What’s Next for the U.S. Economy?
The trajectory of U.S. inflation and economic growth hinges on several factors: the scale of future tariffs, global trade responses, and the Fed’s policy decisions. If Trump imposes threatened tariffs, like the 30% EU levy set for August 1, 2025, inflation could climb further, potentially reaching 3.7% by year-end, per Goldman Sachs estimates. This would pressure the Fed to maintain or even raise rates, countering Trump’s push for cuts.
Powell’s leadership will remain under scrutiny, especially as Trump searches for a successor. Any move to replace him with a rate-cut advocate could destabilize markets and weaken the dollar, making imports even costlier. For now, Powell’s data-driven caution offers a buffer against impulsive policy shifts, but the political heat is unlikely to subside.

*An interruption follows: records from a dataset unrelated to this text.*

impl SdpOptimizer {
    #[must_use]
    pub const fn new(mode: LatencyMode) -> Self {
        Self {
            mode,
            high_frame_rate: false,
        }
    }

    #[must_use]
    pub const fn publish() -> Self {
        Self::new(LatencyMode::Publish)
    }

    #[must_use]
    pub const fn playback() -> Self {
        Self::new(LatencyMode::Playback)
    }

    /// Also raise `b=AS`, cap codecs at 60 fps and force `rtcp-mux`.
    #[must_use]
    pub const fn with_high_frame_rate(mut self, enabled: bool) -> Self {
        self.high_frame_rate = enabled;
        self
    }

    #[must_use]
    pub const fn mode(&self) -> LatencyMode {
        self.mode
    }

    /// Optimize, falling back to the input unchanged if it cannot be parsed.
    #[must_use]
    pub fn optimize(&self, sdp: &str) -> String {
        match self.try_optimize(sdp) {
            Ok(optimized) => optimized,
            Err(e) => {
                tracing::warn!(error = %e, mode = ?self.mode, "SDP optimization failed, using original");
                sdp.to_string()
            }
        }
    }

    pub fn try_optimize(&self, sdp: &str) -> Result<String, SdpError> {
        let mut description = SessionDescription::parse(sdp)?;
        self.apply(&mut description);
        Ok(description.to_string())
    }

    pub fn apply(&self, description: &mut SessionDescription) {
        for section in description
            .media
            .iter_mut()
            .filter(|m| m.kind() == "video")
        {
            ensure_feedback(section);
            ensure_transport_cc(section);
            ensure_playout_delay(section);
            if self.high_frame_rate {
                raise_bandwidth(section);
                cap_frame_rate(section);
                if !section.has_line(RTCP_MUX) {
                    section.insert_after_header(vec![RTCP_MUX.to_string()]);
                }
            }
        }

        let flag = self.mode.flag_line();
        insert_flag_after_actpass(&mut description.session, flag);
        for section in &mut description.media {
            insert_flag_after_actpass(&mut section.lines, flag);
        }
    }
}

fn ensure_feedback(section: &mut MediaSection) {
    if section.has_prefix("a=rtcp-fb:") {
        return;
    }
    for pt in section.primary_payload_types() {
        section.insert_after_payload(
            &pt,
            vec![
                format!("a=rtcp-fb:{pt} nack"),
                format!("a=rtcp-fb:{pt} nack pli"),
                format!("a=rtcp-fb:{pt} ccm fir"),
            ],
        );
    }
}

fn ensure_transport_cc(section: &mut MediaSection) {
    if section
        .lines
        .iter()
        .any(|l| l.starts_with("a=rtcp-fb:") && l.ends_with(" transport-cc"))
    {
        return;
    }
    for pt in section.primary_payload_types() {
        section.insert_after_payload(&pt, vec![format!("a=rtcp-fb:{pt} transport-cc")]);
    }
}

fn ensure_playout_delay(section: &mut MediaSection) {
    let missing: Vec<String> = [MIN_PLAYOUT_DELAY, MAX_PLAYOUT_DELAY]
        .into_iter()
        .filter(|line| !section.has_line(line))
        .map(str::to_string)
        .collect();
    if !missing.is_empty() {
        section.insert_after_header(missing);
    }
}

fn raise_bandwidth(section: &mut MediaSection) {
    for line in &mut section.lines {
        let current = line
            .strip_prefix("b=AS:")
            .and_then(|v| v.trim().parse::<u32>().ok());
        if current.is_some_and(|kbps| kbps < HIGH_FRAME_RATE_BANDWIDTH_KBPS) {
            *line = format!("b=AS:{HIGH_FRAME_RATE_BANDWIDTH_KBPS}");
        }
    }
}

fn cap_frame_rate(section: &mut MediaSection) {
    let rewrites: Vec<(usize, String)> = section
        .lines
        .iter()
        .enumerate()
        .filter_map(|(idx, line)| {
            let rest = line.strip_prefix("a=fmtp:")?;
            let (pt, params) = rest.split_once(' ')?;
            if params.contains("max-fr") {
                return None;
            }
            if params.contains("profile-level-id") {
                if params.contains("max-fs") {
                    return None;
                }
                return Some((idx, format!("{line};max-fr=60;max-fs=8160")));
            }
            let codec = section.codec_for(pt)?.to_ascii_uppercase();
            (codec == "VP8" || codec == "VP9").then(|| (idx, format!("{line};max-fr=60")))
        })
        .collect();

    for (idx, line) in rewrites {
        section.lines[idx] = line;
    }
}

fn insert_flag_after_actpass(lines: &mut Vec<String>, flag: &str) {
    if lines.iter().any(|l| l == flag) {
        return;
    }
    let mut idx = 0;
    while idx < lines.len() {
        if lines[idx] == SETUP_ACTPASS {
            lines.insert(idx + 1, flag.to_string());
            idx += 1;
        }
        idx += 1;
    }
}

#[cfg(test)]
mod tests {
    use super::*;

    const OFFER: &str = "v=0\r\n\
o=- 4611731400430051336 2 IN IP4 127.0.0.1\r\n\
s=-\r\n\
t=0 0\r\n\
a=group:BUNDLE 0 1\r\n\
m=audio 9 UDP/TLS/RTP/SAVPF 111\r\n\
c=IN IP4 0.0.0.0\r\n\
a=setup:actpass\r\n\
a=mid:0\r\n\
a=rtpmap:111 opus/48000/2\r\n\
m=video 9 UDP/TLS/RTP/SAVPF 96 97\r\n\
c=IN IP4 0.0.0.0\r\n\
b=AS:2500\r\n\
a=setup:actpass\r\n\
a=mid:1\r\n\
a=rtpmap:96 H264/90000\r\n\
a=fmtp:96 level-asymmetry-allowed=1;packetization-mode=1;profile-level-id=42e01f\r\n\
a=rtpmap:97 rtx/90000\r\n\
a=fmtp:97 apt=96\r\n";

    fn assert_crlf_only(sdp: &str) {
        for segment in sdp.split("\r\n") {
            assert!(!segment.contains('\n'), "bare LF in {segment:?}");
            assert!(!segment.contains('\r'), "bare CR in {segment:?}");
        }
    }

    #[test]
    fn test_adds_feedback_to_video_without_rtcp_fb() {
        let out = SdpOptimizer::publish().optimize(OFFER);

        assert!(out.contains("a=fmtp:96 level-asymmetry-allowed=1;packetization-mode=1;profile-level-id=42e01f\r\na=rtcp-fb:96 nack\r\na=rtcp-fb:96 nack pli\r\na=rtcp-fb:96 ccm fir\r\na=rtcp-fb:96 transport-cc\r\na=rtpmap:97 rtx/90000"));
        assert!(!out.contains("a=rtcp-fb:97"));
        assert!(!out.contains("a=rtcp-fb:111"));
        assert!(out.ends_with("\r\n"));
        assert_crlf_only(&out);
    }

    #[test]
    fn test_playout_delay_follows_media_header() {
        let out = SdpOptimizer::playback().optimize(OFFER);
        assert!(out.contains(
            "m=video 9 UDP/TLS/RTP/SAVPF 96 97\r\nc=IN IP4 0.0.0.0\r\nb=AS:2500\r\na=x-google-min-playout-delay:0\r\na=x-google-max-playout-delay:100\r\na=setup:actpass"
        ));
    }

    #[test]
    fn test_flag_after_every_actpass() {
        let publish = SdpOptimizer::publish().optimize(OFFER);
        assert_eq!(
            publish
                .matches("a=setup:actpass\r\na=x-google-flag:low-latency\r\n")
                .count(),
            2
        );

        let playback = SdpOptimizer::playback().optimize(OFFER);
        assert_eq!(
            playback
                .matches("a=setup:actpass\r\na=x-google-flag:low-latency-playback\r\n")
                .count(),
            2
        );
    }

    #[test]
    fn test_idempotent() {
        for optimizer in [
            SdpOptimizer::publish(),
            SdpOptimizer::playback(),
            SdpOptimizer::publish().with_high_frame_rate(true),
        ] {
            let once = optimizer.optimize(OFFER);
            let twice = optimizer.optimize(&once);
            assert_eq!(once, twice);
        }
    }

    #[test]
    fn test_existing_feedback_is_kept() {
        let sdp = "v=0\r\ns=-\r\nm=video 9 UDP/TLS/RTP/SAVPF 96\r\na=rtpmap:96 VP8/90000\r\na=rtcp-fb:96 nack\r\na=rtcp-fb:96 transport-cc\r\n";
        let out = SdpOptimizer::publish().optimize(sdp);

        assert_eq!(out.matches("a=rtcp-fb:").count(), 2);
        assert!(!out.contains("nack pli"));
        assert!(out.contains(MIN_PLAYOUT_DELAY));
    }

    #[test]
    fn test_transport_cc_added_when_only_other_feedback_present() {
        let sdp = "v=0\r\ns=-\r\nm=video 9 UDP/TLS/RTP/SAVPF 96\r\na=rtpmap:96 VP8/90000\r\na=rtcp-fb:96 nack\r\n";
        let out = SdpOptimizer::publish().optimize(sdp);
        assert!(out.contains("a=rtcp-fb:96 nack\r\na=rtcp-fb:96 transport-cc\r\n"));
    }

    #[test]
    fn test_audio_only_gets_flag_only() {
        let sdp = "v=0\r\ns=-\r\nm=audio 9 UDP/TLS/RTP/SAVPF 111\r\na=setup:actpass\r\na=rtpmap:111 opus/48000/2\r\n";

        let publish = SdpOptimizer::publish().with_high_frame_rate(true).optimize(sdp);
        assert_eq!(
            publish,
            "v=0\r\ns=-\r\nm=audio 9 UDP/TLS/RTP/SAVPF 111\r\na=setup:actpass\r\na=x-google-flag:low-latency\r\na=rtpmap:111 opus/48000/2\r\n"
        );
        assert_eq!(SdpOptimizer::publish().optimize(&publish), publish);

        let playback = SdpOptimizer::playback().optimize(sdp);
        assert!(playback.contains("a=setup:actpass\r\na=x-google-flag:low-latency-playback\r\n"));
        assert!(!playback.contains("a=rtcp-fb:"));
        assert!(!playback.contains(MIN_PLAYOUT_DELAY));
    }

    #[test]
    fn test_no_actpass_no_video_is_untouched() {
        let sdp = "v=0\r\ns=-\r\nm=audio 9 UDP/TLS/RTP/SAVPF 111\r\na=setup:active\r\na=rtpmap:111 opus/48000/2\r\n";
        assert_eq!(SdpOptimizer::publish().optimize(sdp), sdp);
    }

    #[test]
    fn test_malformed_returns_original() {
        let garbage = "this is not sdp";
        assert_eq!(SdpOptimizer::publish().optimize(garbage), garbage);
        assert_eq!(
            SdpOptimizer::publish().try_optimize(""),
            Err(SdpError::Empty)
        );
        assert!(matches!(
            SdpOptimizer::publish().try_optimize("s=-\r\nv=0\r\n"),
            Err(SdpError::MissingVersion)
        ));
        assert!(matches!(
            SdpOptimizer::publish().try_optimize("v=0\r\nm=video 9\r\n"),
            Err(SdpError::MalformedMedia(_))
        ));
    }

    #[test]
    fn test_lf_line_endings_preserved() {
        let sdp = "v=0\ns=-\nm=video 9 UDP/TLS/RTP/SAVPF 96\na=rtpmap:96 H264/90000\n";
        let out = SdpOptimizer::publish().optimize(sdp);
        assert!(!out.contains('\r'));
        assert!(out.contains("a=rtpmap:96 H264/90000\na=rtcp-fb:96 nack\n"));
    }

    #[test]
    fn test_high_frame_rate_profile() {
        let out = SdpOptimizer::publish()
            .with_high_frame_rate(true)
            .optimize(OFFER);

        assert!(out.contains("b=AS:8000\r\n"));
        assert!(!out.contains("b=AS:2500"));
        assert!(out.contains("profile-level-id=42e01f;max-fr=60;max-fs=8160\r\n"));
        assert!(out.contains("a=fmtp:97 apt=96\r\n"));
        assert_eq!(out.matches("a=rtcp-mux\r\n").count(), 1);
    }

    #[test]
    fn test_high_frame_rate_keeps_larger_bandwidth() {
        let sdp = "v=0\r\ns=-\r\nm=video 9 UDP/TLS/RTP/SAVPF 98\r\nb=AS:12000\r\na=rtcp-mux\r\na=rtpmap:98 VP9/90000\r\na=fmtp:98 profile-id=0\r\n";
        let out = SdpOptimizer::publish()
            .with_high_frame_rate(true)
            .optimize(sdp);

        assert!(out.contains("b=AS:12000\r\n"));
        assert!(out.contains("a=fmtp:98 profile-id=0;max-fr=60\r\n"));
        assert_eq!(out.matches("a=rtcp-mux").count(), 1);
    }

    #[test]
    fn test_parse_sections() {
        let description = SessionDescription::parse(OFFER).expect("parse");
        assert_eq!(description.media().len(), 2);
        assert!(description.has_video());
        assert_eq!(description.media()[0].kind(), "audio");
        assert_eq!(description.media()[1].formats(), vec!["96", "97"]);
        assert_eq!(description.to_string(), OFFER);
    }
}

Consumers and businesses should prepare for higher prices in the short term, particularly for imported goods. Long-term, the economy’s resilience—bolstered by a 4.1% unemployment rate and 2% growth—may mitigate some tariff impacts, but only if the Fed maintains its independence.
Trump’s tariffs are driving inflation, challenging his campaign promise to lower costs. As prices rise, Federal Reserve Chair Jerome Powell’s steady hand is crucial for balancing inflation and growth. Replacing him risks economic instability, undermining the Fed’s independence and market confidence. While tariffs generate revenue, their costs are hitting consumers, and Powell’s cautious approach is the best defense against a stagflationary spiral. The coming months will test the U.S. economy’s resilience and the Fed’s ability to navigate this complex landscape.